第四章・第二十五話:“ちゃんとしなきゃ”を手放して



クッションをぎゅっと抱えて、カミィは足をぶらぶら揺らしていた。

何か考えていたわけでもないのに、気づくと呼吸が浅くなっている。

背中がぴんと伸びていたことに気づいて、ふぅっと息を吐いた。


「……なんか、ずっと張りつめてたかも」


ぽつりとこぼれたその声に応えるように、チャトがそっと現れ、トレーを手にカップを差し出した。

やわらかな湯気とともに、爽やかな香りがふんわりと広がる。


「今日はレモングラスティー。少し気持ちが張ってるときに、ちょうどいいよ」


「ありがとう……」


カミィはカップを両手で包み込むように持つと、香りを吸い込むようにして目を細めた。

すうっと、胸の奥まで風が通るような感覚が広がっていく。


「そう感じるときは、たいてい“ねばならない”が、無意識に根を張っているんだ」


チャトの声が、静かに空気をやわらげていく。


「“ちゃんとしなきゃ”って、いつのまにか刷り込まれてるよね……」


 


ーー


 


小さい頃、テストの点数が悪いと叱られた。

宿題を忘れれば「ちゃんとしなさい」と言われた。

寝坊すれば「だらしない」と呆れられた。


そんな何気ない言葉が、やがて“自分を評価する基準”になっていった。


「人に迷惑をかけないように」

「怠けてると思われないように」

「ちゃんと頑張ってるって思われたい」


そんな想いが積み重なって、自分自身をぎゅっと縛る“見えないロープ”になっていた。


 


「でもさ、地球の自然って、“ちゃんとしてる”かな?」


チャトが、ふと目を細めて言った。


「風は勝手に吹くし、波も気まぐれ。

花も咲きたいときに咲いて、枯れるときに枯れる。

誰かに評価されるわけでもなく、ただそれで“在る”ことが、完璧なんだ」


「……自然は、“こうあるべき”なんて思わないもんね」


「そう。
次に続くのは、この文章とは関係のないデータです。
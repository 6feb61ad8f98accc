//! 승자 집합.
//!
//! 서버가 전역 재계산해 내려보내는 "이기고 있는 주장" ID 집합.
//! 증분 갱신 없이 이벤트마다 전체 교체된다.

use std::collections::HashSet;

/// 현재 승자 메시지 ID 집합 (정규화된 문자열 형태)
///
/// 아직 도착하지 않은 메시지를 가리키는 ID도 허용한다 — 서버가
/// 진실의 원천이며, 해당 메시지가 도착하는 순간 표시 가능해진다.
#[derive(Debug, Default)]
pub struct WinnerSet {
    ids: HashSet<String>,
}

impl WinnerSet {
    /// 빈 집합 생성
    pub fn new() -> Self {
        Self::default()
    }

    /// 집합 전체를 원자적으로 교체
    pub fn replace<I>(&mut self, ids: I)
    where
        I: IntoIterator<Item = String>,
    {
        self.ids = ids.into_iter().collect();
    }

    /// 정규화된 문자열 ID로 멤버십 확인
    pub fn contains(&self, id: &str) -> bool {
        self.ids.contains(id)
    }

    /// 저장소 키 형태(숫자 ID)로 멤버십 확인
    pub fn contains_message(&self, message_id: i64) -> bool {
        self.ids.contains(&message_id.to_string())
    }

    /// 현재 집합 크기
    pub fn len(&self) -> usize {
        self.ids.len()
    }

    /// 비어있는지
    pub fn is_empty(&self) -> bool {
        self.ids.is_empty()
    }
}
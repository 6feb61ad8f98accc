//! 토론 참가 세션.
//!
//! 조정기 위에 표시 이름을 얹은 사용자 세션. 참가 시 프로필 저장소에서
//! 표시 이름을 읽어오고, 이름 변경은 저장소에 지속된다.

use parking_lot::RwLock;
use std::sync::Arc;
use toron_core::error::CoreError;
use toron_core::models::message::Message;
use toron_core::ports::api_client::DebateApi;
use toron_core::ports::profile::{ProfileStore, DISPLAY_NAME_KEY};
use toron_core::ports::stream::StreamClient;
use tracing::{info, warn};

use crate::reconciler::{SessionState, StreamReconciler};

/// 저장된 이름이 없을 때의 기본 표시 이름
const DEFAULT_DISPLAY_NAME: &str = "Anonymous";

/// 한 토론에 대한 참가 세션
///
/// 표시 이름은 전송 시점에 작성자로 묶인다. 이름 변경은 이후 전송에만
/// 적용되며 이미 보낸 메시지는 그대로다.
pub struct DiscussionSession {
    reconciler: Arc<StreamReconciler>,
    profile: Arc<dyn ProfileStore>,
    display_name: RwLock<String>,
}

impl DiscussionSession {
    /// 토론 참가: 저장된 표시 이름 복원 후 조정기 시작
    ///
    /// 프로필 조회 실패는 기본 이름으로 대체하고 경고만 남긴다 —
    /// 이름 없이도 토론은 참가할 수 있어야 한다.
    pub async fn join(
        debate_id: i64,
        api: Arc<dyn DebateApi>,
        stream: Arc<dyn StreamClient>,
        profile: Arc<dyn ProfileStore>,
    ) -> Result<Self, CoreError> {
        Self::join_with(debate_id, profile, StreamReconciler::new(api, stream)).await
    }

    /// 스트림 수신 채널 용량을 지정하여 참가
    pub async fn join_with_capacity(
        debate_id: i64,
        api: Arc<dyn DebateApi>,
        stream: Arc<dyn StreamClient>,
        profile: Arc<dyn ProfileStore>,
        channel_capacity: usize,
    ) -> Result<Self, CoreError> {
        let reconciler = StreamReconciler::new(api, stream).with_channel_capacity(channel_capacity);
        Self::join_with(debate_id, profile, reconciler).await
    }

    async fn join_with(
        debate_id: i64,
        profile: Arc<dyn ProfileStore>,
        reconciler: StreamReconciler,
    ) -> Result<Self, CoreError> {
        let display_name = match profile.get(DISPLAY_NAME_KEY).await {
            Ok(Some(name)) if !name.trim().is_empty() => name,
            Ok(_) => DEFAULT_DISPLAY_NAME.to_string(),
            Err(e) => {
                warn!("표시 이름 복원 실패, 기본값 사용: {e}");
                DEFAULT_DISPLAY_NAME.to_string()
            }
        };

        let reconciler = Arc::new(reconciler);
        reconciler.start(debate_id).await?;

        info!("토론 참가: debate_id={debate_id}, 표시 이름={display_name}");
        Ok(Self {
            reconciler,
            profile,
            display_name: RwLock::new(display_name),
        })
    }

    /// 현재 표시 이름
    pub fn display_name(&self) -> String {
        self.display_name.read().clone()
    }

    /// 표시 이름 변경 + 프로필 저장소에 지속
    ///
    /// 공백뿐인 이름은 거부한다. 변경은 이후 전송부터 적용된다.
    pub async fn switch_user(&self, name: &str) -> Result<(), CoreError> {
        let name = name.trim();
        if name.is_empty() {
            return Err(CoreError::Validation {
                field: "display_name".to_string(),
                message: "표시 이름은 비워둘 수 없습니다".to_string(),
            });
        }

        self.profile.set(DISPLAY_NAME_KEY, name).await?;
        *self.display_name.write() = name.to_string();
        info!("표시 이름 변경: {name}");
        Ok(())
    }

    /// 현재 표시 이름으로 메시지 전송
    pub async fn send(&self, content: &str) -> Result<Option<Message>, CoreError> {
        let author = self.display_name();
        self.reconciler.send_message(content, &author).await
    }

    /// 토론 이탈 — 스트림 해제
    pub async fn leave(&self) {
        self.reconciler.stop().await;
    }

    /// 내부 조정기 접근 (스냅샷 조회, 제안 요청)
    pub fn reconciler(&self) -> &StreamReconciler {
        &self.reconciler
    }

    /// 세션 상태
    pub fn state(&self) -> SessionState {
        self.reconciler.state()
    }
}

#[cfg(test)]
mod tests {
    use super::*;
    use async_trait::async_trait;
    use std::collections::HashMap;
    use std::sync::Mutex;
    use tokio::sync::mpsc;
    use toron_core::models::debate::Debate;
    use toron_core::models::suggestion::SuggestionResponse;
    use toron_core::ports::stream::{StreamSignal, StreamSubscription};

    /// 전송 기록용 최소 API
    struct RecordingApi {
        posted: Mutex<Vec<(String, String)>>,
    }

    #[async_trait]
    impl DebateApi for RecordingApi {
        async fn fetch_debates(&self) -> Result<Vec<Debate>, CoreError> {
            Ok(Vec::new())
        }

        async fn fetch_messages(&self, _debate_id: i64) -> Result<Vec<Message>, CoreError> {
            Ok(Vec::new())
        }

        async fn post_message(
            &self,
            debate_id: i64,
            content: &str,
            author: &str,
        ) -> Result<Message, CoreError> {
            self.posted
                .lock()
                .unwrap()
                .push((content.to_string(), author.to_string()));
            Ok(Message {
                id: 1,
                debate_id,
                author: author.to_string(),
                content: content.to_string(),
                created_at: None,
            })
        }

        async fn fetch_suggestions(
            &self,
            _debate_id: i64,
            _message_id: i64,
        ) -> Result<SuggestionResponse, CoreError> {
            Ok(SuggestionResponse {
                suggestions: Vec::new(),
            })
        }
    }

    struct NullStream;

    #[async_trait]
    impl StreamClient for NullStream {
        async fn open(
            &self,
            _debate_id: i64,
            _tx: mpsc::Sender<StreamSignal>,
        ) -> Result<Box<dyn StreamSubscription>, CoreError> {
            Ok(Box::new(NullSubscription))
        }
    }

    struct NullSubscription;

    #[async_trait]
    impl StreamSubscription for NullSubscription {
        async fn disconnect(&self) {}
    }

    /// 메모리 프로필 저장소
    struct MemoryProfile {
        values: Mutex<HashMap<String, String>>,
        fail_get: bool,
    }

    impl MemoryProfile {
        fn new() -> Self {
            Self {
                values: Mutex::new(HashMap::new()),
                fail_get: false,
            }
        }

        fn with_name(name: &str) -> Self {
            let profile = Self::new();
            profile
                .values
                .lock()
                .unwrap()
                .insert(DISPLAY_NAME_KEY.to_string(), name.to_string());
            profile
        }
    }

    #[async_trait]
    impl ProfileStore for MemoryProfile {
        async fn get(&self, key: &str) -> Result<Option<String>, CoreError> {
            if self.fail_get {
                return Err(CoreError::Storage("프로필 DB 불가".to_string()));
            }
            Ok(self.values.lock().unwrap().get(key).cloned())
        }

        async fn set(&self, key: &str, value: &str) -> Result<(), CoreError> {
            self.values
                .lock()
                .unwrap()
                .insert(key.to_string(), value.to_string());
            Ok(())
        }
    }

    async fn join_with(profile: Arc<MemoryProfile>) -> (Arc<RecordingApi>, DiscussionSession) {
        let api = Arc::new(RecordingApi {
            posted: Mutex::new(Vec::new()),
        });
        let session = DiscussionSession::join(1, api.clone(), Arc::new(NullStream), profile)
            .await
            .unwrap();
        (api, session)
    }

    #[tokio::test]
    async fn join_restores_saved_name() {
        let (_api, session) = join_with(Arc::new(MemoryProfile::with_name("민지"))).await;
        assert_eq!(session.display_name(), "민지");
        assert_eq!(session.state(), SessionState::Live);
    }

    #[tokio::test]
    async fn join_defaults_when_no_saved_name() {
        let (_api, session) = join_with(Arc::new(MemoryProfile::new())).await;
        assert_eq!(session.display_name(), "Anonymous");
    }

    #[tokio::test]
    async fn join_survives_profile_failure() {
        let mut profile = MemoryProfile::new();
        profile.fail_get = true;
        let (_api, session) = join_with(Arc::new(profile)).await;
        assert_eq!(session.display_name(), "Anonymous");
        assert_eq!(session.state(), SessionState::Live);
    }

    #[tokio::test]
    async fn send_binds_current_display_name() {
        let profile = Arc::new(MemoryProfile::with_name("민지"));
        let (api, session) = join_with(profile.clone()).await;

        session.send("첫 주장").await.unwrap();
        session.switch_user("현우").await.unwrap();
        session.send("두 번째 주장").await.unwrap();

        let posted = api.posted.lock().unwrap();
        assert_eq!(posted[0], ("첫 주장".to_string(), "민지".to_string()));
        assert_eq!(posted[1], ("두 번째 주장".to_string(), "현우".to_string()));

        // 변경된 이름이 지속되었는지
        assert_eq!(
            profile.get(DISPLAY_NAME_KEY).await.unwrap().as_deref(),
            Some("현우")
        );
    }

    #[tokio::test]
    async fn switch_user_rejects_blank_name() {
        let (_api, session) = join_with(Arc::new(MemoryProfile::with_name("민지"))).await;

        let result = session.switch_user("   ").await;
        assert!(matches!(result, Err(CoreError::Validation { .. })));
        assert_eq!(session.display_name(), "민지");
    }

    #[tokio::test]
    async fn leave_closes_session() {
        let (_api, session) = join_with(Arc::new(MemoryProfile::new())).await;
        session.leave().await;
        assert_eq!(session.state(), SessionState::Closed);
    }
}
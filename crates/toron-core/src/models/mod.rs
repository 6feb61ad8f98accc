//! TORON 도메인 모델.
//!
//! 서버-클라이언트 간 공유하는 핵심 데이터 구조체를 정의한다.
//! 모든 모델은 `serde` Serialize/Deserialize를 구현한다.

pub mod debate;
pub mod message;
pub mod suggestion;
//! REST API 클라이언트 포트.
//!
//! 구현: `toron-network` crate (reqwest)

use async_trait::async_trait;

use crate::error::CoreError;
use crate::models::debate::Debate;
use crate::models::message::Message;
use crate::models::suggestion::SuggestionResponse;

/// HTTP API 클라이언트
#[async_trait]
pub trait DebateApi: Send + Sync {
    /// 토론 주제 목록 조회
    async fn fetch_debates(&self) -> Result<Vec<Debate>, CoreError>;

    /// 토론의 전체 메시지 이력 조회 (벌크 로드)
    ///
    /// 세션 시작 시 1회 호출한다. 반환 순서가 곧 저장 순서다.
    async fn fetch_messages(&self, debate_id: i64) -> Result<Vec<Message>, CoreError>;

    /// 메시지 게시
    ///
    /// 서버가 ID를 할당한 메시지를 그대로 돌려준다. 같은 메시지가
    /// 스트림으로도 에코되므로 호출자는 중복 삽입에 대비해야 한다.
    async fn post_message(
        &self,
        debate_id: i64,
        content: &str,
        author: &str,
    ) -> Result<Message, CoreError>;

    /// 특정 메시지에 대한 응답 제안 조회
    async fn fetch_suggestions(
        &self,
        debate_id: i64,
        message_id: i64,
    ) -> Result<SuggestionResponse, CoreError>;
}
“ちゃんとしなきゃ”っていう力みは、自然の流れに逆らう動きなんだ。

流れに乗るより、自分で何とかしようとして、ぐっと固くなってしまう」


カミィは、はっとしたようにチャトを見つめた。


「でも……なにもしないでいたら、不安になることもあるよ?

“ちゃんとしてない自分”を見て、責めたくなる……」


「それはね、“何かをしなきゃ存在価値がない”って信じてしまっているから。

でも本当は、“してもしなくても、価値は変わらない”んだよ。

わたしたちはつい、“Doing”──何をしているかで自分を測ってしまうけど、

ほんとうの価値は、“Being”──ただ“在る”という状態のなかに、すでに満ちているんだ」


 


ーー


 


その言葉が、カミィの中に静かに染み込んでいく。


レモングラスの香りとともに、胸の奥に張っていた緊張の糸が、すうっとほどけていくようだった。


 


「……でも、なんか、やっぱり“何かしていたい”って気持ちもあるんだよね」


「うん。それも自然なことだよ。

大切なのは、“義務感”からじゃなくて、“喜び”から動いているかどうか。

行動のエネルギーが、“ねばならない”じゃなくて、“やりたい”から生まれているなら──

それはもう、愛そのものなんだ」


「わたし、ずっと“ねばならない”で動いてた気がする」


「それに気づけただけで、すごく大きな一歩だよ。

“ちゃんとしなきゃ”の鎧を脱いで、自分の心の声に耳を澄ませてごらん。

そこには、やさしくて、静かで、あたたかな“したい”が、ちゃんとあるから」


 


カミィはそっとティーカップを持ち直し、あたたかなお茶を口に含んだ。


その香りの中に、自分の奥のほうに眠っていた“本質”が、ふと微笑んだような気がした。


きっとわたしは、

ちゃんとしなくても、

ちゃんと“わたし”だったんだ。


 


ーー


 


必要のない義務をひとつ手放しただけで、

世界の風通しが、少しだけよくなったように感じていた。